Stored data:
____________________

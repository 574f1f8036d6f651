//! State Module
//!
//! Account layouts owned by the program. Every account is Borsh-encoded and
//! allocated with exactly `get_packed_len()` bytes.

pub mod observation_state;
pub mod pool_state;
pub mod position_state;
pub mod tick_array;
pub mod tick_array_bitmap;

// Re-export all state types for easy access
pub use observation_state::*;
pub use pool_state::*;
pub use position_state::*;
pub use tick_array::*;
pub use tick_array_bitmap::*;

____________________

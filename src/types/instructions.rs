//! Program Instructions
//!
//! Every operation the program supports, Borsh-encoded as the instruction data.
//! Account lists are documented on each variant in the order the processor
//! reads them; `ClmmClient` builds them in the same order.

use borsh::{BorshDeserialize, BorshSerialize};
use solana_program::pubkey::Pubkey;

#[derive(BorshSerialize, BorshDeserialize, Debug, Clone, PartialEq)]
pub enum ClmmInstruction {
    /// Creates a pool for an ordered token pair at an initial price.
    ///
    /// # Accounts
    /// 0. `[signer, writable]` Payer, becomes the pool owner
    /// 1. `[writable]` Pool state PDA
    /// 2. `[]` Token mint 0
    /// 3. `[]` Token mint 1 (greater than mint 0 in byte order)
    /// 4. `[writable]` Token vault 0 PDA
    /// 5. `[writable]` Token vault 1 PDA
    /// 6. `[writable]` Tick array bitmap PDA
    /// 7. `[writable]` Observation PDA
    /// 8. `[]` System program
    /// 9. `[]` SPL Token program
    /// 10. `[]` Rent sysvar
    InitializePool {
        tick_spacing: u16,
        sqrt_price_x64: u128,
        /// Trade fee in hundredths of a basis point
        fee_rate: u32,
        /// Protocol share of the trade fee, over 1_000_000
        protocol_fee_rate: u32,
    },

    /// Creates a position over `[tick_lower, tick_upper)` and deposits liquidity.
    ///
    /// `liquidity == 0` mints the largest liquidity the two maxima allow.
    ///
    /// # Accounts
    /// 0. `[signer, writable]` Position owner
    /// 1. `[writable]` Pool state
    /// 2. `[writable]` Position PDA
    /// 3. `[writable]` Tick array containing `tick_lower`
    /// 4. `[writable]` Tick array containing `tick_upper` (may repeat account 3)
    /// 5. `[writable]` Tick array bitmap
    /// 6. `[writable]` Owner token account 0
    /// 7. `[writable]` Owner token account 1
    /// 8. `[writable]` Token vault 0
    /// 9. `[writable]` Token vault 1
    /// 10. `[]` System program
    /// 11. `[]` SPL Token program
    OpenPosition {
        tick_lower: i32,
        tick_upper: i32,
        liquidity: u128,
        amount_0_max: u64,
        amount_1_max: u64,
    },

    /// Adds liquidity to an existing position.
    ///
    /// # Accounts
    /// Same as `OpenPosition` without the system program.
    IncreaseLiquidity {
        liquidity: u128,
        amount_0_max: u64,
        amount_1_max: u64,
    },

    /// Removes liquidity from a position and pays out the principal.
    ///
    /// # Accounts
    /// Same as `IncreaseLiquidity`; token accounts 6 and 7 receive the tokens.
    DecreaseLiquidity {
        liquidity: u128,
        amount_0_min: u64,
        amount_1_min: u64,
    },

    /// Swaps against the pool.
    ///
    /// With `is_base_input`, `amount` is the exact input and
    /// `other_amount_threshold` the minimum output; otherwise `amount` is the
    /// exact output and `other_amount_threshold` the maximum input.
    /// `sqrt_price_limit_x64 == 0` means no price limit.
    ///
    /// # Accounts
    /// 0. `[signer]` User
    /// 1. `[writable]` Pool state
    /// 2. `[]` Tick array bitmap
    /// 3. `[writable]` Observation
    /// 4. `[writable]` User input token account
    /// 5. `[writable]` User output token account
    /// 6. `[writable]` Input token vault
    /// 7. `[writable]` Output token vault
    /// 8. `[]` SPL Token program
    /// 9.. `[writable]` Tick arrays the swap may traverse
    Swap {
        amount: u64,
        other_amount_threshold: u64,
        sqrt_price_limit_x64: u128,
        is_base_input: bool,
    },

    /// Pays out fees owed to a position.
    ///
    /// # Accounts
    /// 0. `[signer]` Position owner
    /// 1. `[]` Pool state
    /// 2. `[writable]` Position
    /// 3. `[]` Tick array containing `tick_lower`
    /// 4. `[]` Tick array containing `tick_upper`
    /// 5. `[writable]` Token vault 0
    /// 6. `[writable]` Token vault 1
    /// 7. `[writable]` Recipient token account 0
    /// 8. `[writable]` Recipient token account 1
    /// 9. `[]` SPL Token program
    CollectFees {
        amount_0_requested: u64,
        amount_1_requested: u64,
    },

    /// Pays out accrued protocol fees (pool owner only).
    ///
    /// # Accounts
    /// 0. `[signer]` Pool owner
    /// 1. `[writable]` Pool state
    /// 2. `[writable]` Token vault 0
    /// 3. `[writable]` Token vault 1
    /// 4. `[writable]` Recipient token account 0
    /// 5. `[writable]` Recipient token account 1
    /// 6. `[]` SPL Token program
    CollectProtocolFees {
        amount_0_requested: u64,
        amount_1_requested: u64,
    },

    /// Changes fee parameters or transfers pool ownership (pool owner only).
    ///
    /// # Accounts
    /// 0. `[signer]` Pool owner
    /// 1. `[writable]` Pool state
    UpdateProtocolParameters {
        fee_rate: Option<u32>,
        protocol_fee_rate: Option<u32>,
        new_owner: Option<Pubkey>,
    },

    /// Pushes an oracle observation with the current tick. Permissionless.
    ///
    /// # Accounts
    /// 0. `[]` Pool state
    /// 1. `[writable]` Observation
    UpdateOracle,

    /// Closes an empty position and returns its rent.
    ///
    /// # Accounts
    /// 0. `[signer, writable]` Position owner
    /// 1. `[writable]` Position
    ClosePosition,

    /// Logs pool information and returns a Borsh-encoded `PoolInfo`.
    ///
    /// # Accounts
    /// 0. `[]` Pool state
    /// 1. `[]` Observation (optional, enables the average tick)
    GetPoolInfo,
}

____________________

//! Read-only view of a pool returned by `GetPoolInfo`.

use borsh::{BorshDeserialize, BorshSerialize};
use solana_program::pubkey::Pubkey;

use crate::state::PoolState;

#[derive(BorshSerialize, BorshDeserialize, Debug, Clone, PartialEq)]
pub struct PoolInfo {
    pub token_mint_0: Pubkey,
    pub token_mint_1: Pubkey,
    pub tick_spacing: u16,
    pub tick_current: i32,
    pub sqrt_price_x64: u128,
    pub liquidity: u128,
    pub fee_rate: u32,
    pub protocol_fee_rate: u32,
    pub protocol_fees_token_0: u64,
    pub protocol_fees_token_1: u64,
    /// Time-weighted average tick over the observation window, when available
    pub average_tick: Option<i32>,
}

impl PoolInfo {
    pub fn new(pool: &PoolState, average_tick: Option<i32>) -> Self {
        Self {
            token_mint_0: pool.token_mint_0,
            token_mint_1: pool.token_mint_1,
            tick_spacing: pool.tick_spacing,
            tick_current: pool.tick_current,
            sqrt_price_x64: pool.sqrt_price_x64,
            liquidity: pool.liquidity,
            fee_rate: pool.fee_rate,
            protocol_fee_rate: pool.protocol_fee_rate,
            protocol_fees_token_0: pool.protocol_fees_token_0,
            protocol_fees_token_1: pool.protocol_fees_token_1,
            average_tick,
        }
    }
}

____________________

Exercise details → List all lines from the entries that include the word "only".

Solution to the problem →
    /// Pays out accrued protocol fees (pool owner only).
    /// Changes fee parameters or transfers pool ownership (pool owner only).
//! Read-only view of a pool returned by `GetPoolInfo`.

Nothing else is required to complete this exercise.